**Records shown**
+--

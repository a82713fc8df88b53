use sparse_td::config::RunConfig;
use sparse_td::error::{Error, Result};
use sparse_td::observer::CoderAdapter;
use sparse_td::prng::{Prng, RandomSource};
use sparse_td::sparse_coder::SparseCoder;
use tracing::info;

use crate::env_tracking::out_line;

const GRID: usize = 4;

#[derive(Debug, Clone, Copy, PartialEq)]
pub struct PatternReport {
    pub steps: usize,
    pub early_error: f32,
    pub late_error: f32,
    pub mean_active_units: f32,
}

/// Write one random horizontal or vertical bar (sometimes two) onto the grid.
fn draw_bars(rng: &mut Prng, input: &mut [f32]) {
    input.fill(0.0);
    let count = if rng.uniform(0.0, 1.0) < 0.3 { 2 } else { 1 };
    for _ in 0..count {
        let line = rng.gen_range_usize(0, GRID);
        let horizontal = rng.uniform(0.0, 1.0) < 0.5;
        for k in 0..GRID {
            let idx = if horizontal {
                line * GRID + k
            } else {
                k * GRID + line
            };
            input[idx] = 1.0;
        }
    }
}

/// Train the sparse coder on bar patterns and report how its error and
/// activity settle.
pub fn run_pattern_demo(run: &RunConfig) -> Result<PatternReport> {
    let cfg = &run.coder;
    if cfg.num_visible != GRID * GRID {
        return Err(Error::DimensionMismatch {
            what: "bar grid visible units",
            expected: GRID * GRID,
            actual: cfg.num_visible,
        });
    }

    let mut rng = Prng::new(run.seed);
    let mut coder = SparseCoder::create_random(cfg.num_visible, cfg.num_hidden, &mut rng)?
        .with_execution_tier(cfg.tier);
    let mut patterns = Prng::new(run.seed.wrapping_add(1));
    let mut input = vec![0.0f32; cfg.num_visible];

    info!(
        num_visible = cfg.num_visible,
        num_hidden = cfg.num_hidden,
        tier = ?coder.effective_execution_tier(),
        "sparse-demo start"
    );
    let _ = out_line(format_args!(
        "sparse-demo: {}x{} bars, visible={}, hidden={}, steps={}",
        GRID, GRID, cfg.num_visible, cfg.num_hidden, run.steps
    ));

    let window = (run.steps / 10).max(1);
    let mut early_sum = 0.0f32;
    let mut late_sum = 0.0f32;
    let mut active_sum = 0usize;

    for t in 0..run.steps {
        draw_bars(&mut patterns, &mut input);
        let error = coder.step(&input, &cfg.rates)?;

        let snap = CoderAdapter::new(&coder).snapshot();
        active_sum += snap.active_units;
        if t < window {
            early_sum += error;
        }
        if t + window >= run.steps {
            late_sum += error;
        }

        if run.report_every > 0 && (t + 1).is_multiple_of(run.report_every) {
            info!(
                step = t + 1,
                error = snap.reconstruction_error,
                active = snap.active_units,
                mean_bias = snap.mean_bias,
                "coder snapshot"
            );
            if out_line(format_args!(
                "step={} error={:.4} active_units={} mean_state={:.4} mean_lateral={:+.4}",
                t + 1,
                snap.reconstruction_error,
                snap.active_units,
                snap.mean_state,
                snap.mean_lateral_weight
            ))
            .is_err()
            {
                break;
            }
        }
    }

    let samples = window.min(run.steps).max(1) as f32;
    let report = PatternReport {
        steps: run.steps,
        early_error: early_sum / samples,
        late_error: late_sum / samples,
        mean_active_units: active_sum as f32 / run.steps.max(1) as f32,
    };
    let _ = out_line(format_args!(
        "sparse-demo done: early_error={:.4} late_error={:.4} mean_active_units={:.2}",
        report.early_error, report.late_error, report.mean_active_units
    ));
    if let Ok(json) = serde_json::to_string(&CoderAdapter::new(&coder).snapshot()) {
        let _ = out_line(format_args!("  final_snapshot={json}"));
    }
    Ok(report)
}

+--

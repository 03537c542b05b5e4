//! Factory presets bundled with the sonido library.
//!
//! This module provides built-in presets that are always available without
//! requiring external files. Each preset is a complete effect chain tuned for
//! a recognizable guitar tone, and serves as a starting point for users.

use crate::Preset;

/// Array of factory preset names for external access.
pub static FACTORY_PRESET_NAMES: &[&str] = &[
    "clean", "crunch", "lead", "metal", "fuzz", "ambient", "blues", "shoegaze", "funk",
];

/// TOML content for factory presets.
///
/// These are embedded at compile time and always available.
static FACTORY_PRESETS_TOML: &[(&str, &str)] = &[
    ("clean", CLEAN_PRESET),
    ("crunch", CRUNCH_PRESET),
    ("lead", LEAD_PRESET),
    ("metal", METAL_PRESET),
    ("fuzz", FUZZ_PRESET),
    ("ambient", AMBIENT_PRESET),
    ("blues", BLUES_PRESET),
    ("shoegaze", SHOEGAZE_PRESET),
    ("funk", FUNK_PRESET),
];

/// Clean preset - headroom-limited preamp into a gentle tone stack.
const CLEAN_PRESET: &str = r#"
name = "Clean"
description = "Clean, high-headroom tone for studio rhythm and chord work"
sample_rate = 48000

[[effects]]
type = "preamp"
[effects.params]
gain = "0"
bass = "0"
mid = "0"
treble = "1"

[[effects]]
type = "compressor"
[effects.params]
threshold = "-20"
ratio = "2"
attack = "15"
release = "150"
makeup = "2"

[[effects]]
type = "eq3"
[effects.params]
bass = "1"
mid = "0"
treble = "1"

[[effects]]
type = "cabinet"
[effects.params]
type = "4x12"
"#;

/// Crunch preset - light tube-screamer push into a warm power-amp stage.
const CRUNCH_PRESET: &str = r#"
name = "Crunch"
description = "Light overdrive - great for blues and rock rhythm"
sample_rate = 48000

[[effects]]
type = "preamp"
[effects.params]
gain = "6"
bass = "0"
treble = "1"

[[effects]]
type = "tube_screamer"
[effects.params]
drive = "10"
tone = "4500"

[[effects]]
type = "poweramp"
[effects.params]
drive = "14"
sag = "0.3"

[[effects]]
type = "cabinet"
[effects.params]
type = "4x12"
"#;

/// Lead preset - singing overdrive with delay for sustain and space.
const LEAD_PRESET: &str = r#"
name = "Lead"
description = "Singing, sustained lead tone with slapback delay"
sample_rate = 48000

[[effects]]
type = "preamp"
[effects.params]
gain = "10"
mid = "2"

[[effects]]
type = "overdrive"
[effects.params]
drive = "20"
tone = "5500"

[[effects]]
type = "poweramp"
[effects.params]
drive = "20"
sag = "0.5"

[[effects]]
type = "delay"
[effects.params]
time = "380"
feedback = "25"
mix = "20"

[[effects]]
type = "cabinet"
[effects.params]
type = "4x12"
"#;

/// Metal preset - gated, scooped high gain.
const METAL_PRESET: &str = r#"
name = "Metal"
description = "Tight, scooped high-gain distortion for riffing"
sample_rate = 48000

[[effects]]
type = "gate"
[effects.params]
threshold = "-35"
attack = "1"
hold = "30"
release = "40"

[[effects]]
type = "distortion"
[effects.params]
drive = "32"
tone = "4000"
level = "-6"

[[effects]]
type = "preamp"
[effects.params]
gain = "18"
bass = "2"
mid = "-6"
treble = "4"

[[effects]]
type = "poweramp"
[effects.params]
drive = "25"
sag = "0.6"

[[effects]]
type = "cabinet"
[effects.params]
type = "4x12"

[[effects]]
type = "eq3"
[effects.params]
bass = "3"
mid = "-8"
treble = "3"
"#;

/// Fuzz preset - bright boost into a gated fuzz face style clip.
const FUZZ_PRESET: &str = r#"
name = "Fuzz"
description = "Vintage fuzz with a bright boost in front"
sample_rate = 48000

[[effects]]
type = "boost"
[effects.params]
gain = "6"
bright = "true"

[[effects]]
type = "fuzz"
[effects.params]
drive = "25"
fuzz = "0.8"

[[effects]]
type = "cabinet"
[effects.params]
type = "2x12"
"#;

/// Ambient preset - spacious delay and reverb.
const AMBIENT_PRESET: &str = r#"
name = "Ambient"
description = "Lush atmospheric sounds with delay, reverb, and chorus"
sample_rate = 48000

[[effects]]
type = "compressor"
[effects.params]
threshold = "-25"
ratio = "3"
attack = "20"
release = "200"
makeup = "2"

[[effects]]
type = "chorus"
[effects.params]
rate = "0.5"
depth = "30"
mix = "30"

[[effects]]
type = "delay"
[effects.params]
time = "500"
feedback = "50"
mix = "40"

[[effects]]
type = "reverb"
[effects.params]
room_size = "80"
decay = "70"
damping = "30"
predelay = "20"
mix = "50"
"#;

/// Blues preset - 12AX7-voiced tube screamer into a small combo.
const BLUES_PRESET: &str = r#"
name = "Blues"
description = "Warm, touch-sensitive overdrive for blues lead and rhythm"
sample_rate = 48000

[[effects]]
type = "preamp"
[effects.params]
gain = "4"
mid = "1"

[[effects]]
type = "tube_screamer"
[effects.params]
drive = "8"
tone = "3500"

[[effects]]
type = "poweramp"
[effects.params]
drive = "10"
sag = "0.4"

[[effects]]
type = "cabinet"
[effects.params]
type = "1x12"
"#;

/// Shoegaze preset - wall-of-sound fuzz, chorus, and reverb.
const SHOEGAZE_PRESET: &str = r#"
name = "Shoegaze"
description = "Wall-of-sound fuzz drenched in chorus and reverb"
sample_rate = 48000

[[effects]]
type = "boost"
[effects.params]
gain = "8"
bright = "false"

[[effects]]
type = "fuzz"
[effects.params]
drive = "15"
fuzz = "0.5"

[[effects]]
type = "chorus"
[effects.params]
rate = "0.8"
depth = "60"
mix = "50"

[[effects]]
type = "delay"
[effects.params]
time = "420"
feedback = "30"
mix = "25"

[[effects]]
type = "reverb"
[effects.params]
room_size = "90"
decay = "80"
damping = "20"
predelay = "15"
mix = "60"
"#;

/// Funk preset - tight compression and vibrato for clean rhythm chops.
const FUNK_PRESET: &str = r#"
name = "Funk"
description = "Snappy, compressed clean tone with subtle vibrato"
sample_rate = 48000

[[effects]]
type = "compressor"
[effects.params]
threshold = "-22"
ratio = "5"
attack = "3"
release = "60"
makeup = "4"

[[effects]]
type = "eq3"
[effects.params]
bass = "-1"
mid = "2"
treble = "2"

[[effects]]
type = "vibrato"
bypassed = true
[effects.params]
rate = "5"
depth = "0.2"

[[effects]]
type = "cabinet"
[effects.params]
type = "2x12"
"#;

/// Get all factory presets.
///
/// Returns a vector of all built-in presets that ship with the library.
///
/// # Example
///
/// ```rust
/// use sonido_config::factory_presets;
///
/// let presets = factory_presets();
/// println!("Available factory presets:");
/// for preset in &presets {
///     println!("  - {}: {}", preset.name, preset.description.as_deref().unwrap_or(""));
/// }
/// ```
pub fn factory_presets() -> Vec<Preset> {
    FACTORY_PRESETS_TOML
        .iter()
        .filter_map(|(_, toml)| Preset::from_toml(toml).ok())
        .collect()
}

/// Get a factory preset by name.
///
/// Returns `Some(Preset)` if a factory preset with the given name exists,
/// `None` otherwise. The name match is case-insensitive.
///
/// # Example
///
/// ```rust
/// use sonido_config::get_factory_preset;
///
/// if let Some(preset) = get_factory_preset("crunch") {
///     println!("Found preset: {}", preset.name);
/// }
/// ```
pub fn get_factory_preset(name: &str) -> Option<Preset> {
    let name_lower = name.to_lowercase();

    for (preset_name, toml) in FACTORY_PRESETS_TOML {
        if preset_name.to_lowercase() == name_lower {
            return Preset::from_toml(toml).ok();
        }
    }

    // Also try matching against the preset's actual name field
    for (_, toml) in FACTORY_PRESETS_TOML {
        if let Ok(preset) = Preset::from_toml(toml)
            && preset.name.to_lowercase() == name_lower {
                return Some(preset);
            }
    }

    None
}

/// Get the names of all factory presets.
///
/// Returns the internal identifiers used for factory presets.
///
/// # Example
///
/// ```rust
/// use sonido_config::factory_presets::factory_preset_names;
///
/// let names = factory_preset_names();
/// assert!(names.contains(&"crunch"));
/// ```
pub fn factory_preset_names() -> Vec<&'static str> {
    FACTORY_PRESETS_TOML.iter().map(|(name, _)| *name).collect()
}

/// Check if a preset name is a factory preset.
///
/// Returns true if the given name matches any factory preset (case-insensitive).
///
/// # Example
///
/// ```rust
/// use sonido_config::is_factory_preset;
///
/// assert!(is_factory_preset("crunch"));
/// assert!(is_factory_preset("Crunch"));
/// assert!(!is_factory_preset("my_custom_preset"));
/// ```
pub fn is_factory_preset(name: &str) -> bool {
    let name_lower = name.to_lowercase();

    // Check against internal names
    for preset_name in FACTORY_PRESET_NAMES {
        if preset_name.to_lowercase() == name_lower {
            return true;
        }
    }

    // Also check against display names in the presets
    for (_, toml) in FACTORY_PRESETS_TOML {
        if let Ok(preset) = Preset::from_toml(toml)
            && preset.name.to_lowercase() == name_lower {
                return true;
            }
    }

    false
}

+--

**Task objective**
Above this task is a listing. Restate, word for word and with nothing added, the lines from the one with "repository a82713fc8df88b53" through the one with "draw_bars(&mut patterns, &mut input);".

**Reply**
repository a82713fc8df88b53
use sparse_td::config::RunConfig;
use sparse_td::error::{Error, Result};
use sparse_td::observer::CoderAdapter;
use sparse_td::prng::{Prng, RandomSource};
use sparse_td::sparse_coder::SparseCoder;
use tracing::info;

use crate::env_tracking::out_line;

const GRID: usize = 4;

#[derive(Debug, Clone, Copy, PartialEq)]
pub struct PatternReport {
    pub steps: usize,
    pub early_error: f32,
    pub late_error: f32,
    pub mean_active_units: f32,
}

/// Write one random horizontal or vertical bar (sometimes two) onto the grid.
fn draw_bars(rng: &mut Prng, input: &mut [f32]) {
    input.fill(0.0);
    let count = if rng.uniform(0.0, 1.0) < 0.3 { 2 } else { 1 };
    for _ in 0..count {
        let line = rng.gen_range_usize(0, GRID);
        let horizontal = rng.uniform(0.0, 1.0) < 0.5;
        for k in 0..GRID {
            let idx = if horizontal {
                line * GRID + k
            } else {
                k * GRID + line
            };
            input[idx] = 1.0;
        }
    }
}

/// Train the sparse coder on bar patterns and report how its error and
/// activity settle.
pub fn run_pattern_demo(run: &RunConfig) -> Result<PatternReport> {
    let cfg = &run.coder;
    if cfg.num_visible != GRID * GRID {
        return Err(Error::DimensionMismatch {
            what: "bar grid visible units",
            expected: GRID * GRID,
            actual: cfg.num_visible,
        });
    }

    let mut rng = Prng::new(run.seed);
    let mut coder = SparseCoder::create_random(cfg.num_visible, cfg.num_hidden, &mut rng)?
        .with_execution_tier(cfg.tier);
    let mut patterns = Prng::new(run.seed.wrapping_add(1));
    let mut input = vec![0.0f32; cfg.num_visible];

    info!(
        num_visible = cfg.num_visible,
        num_hidden = cfg.num_hidden,
        tier = ?coder.effective_execution_tier(),
        "sparse-demo start"
    );
    let _ = out_line(format_args!(
        "sparse-demo: {}x{} bars, visible={}, hidden={}, steps={}",
        GRID, GRID, cfg.num_visible, cfg.num_hidden, run.steps
    ));

    let window = (run.steps / 10).max(1);
    let mut early_sum = 0.0f32;
    let mut late_sum = 0.0f32;
    let mut active_sum = 0usize;

    for t in 0..run.steps {
        draw_bars(&mut patterns, &mut input);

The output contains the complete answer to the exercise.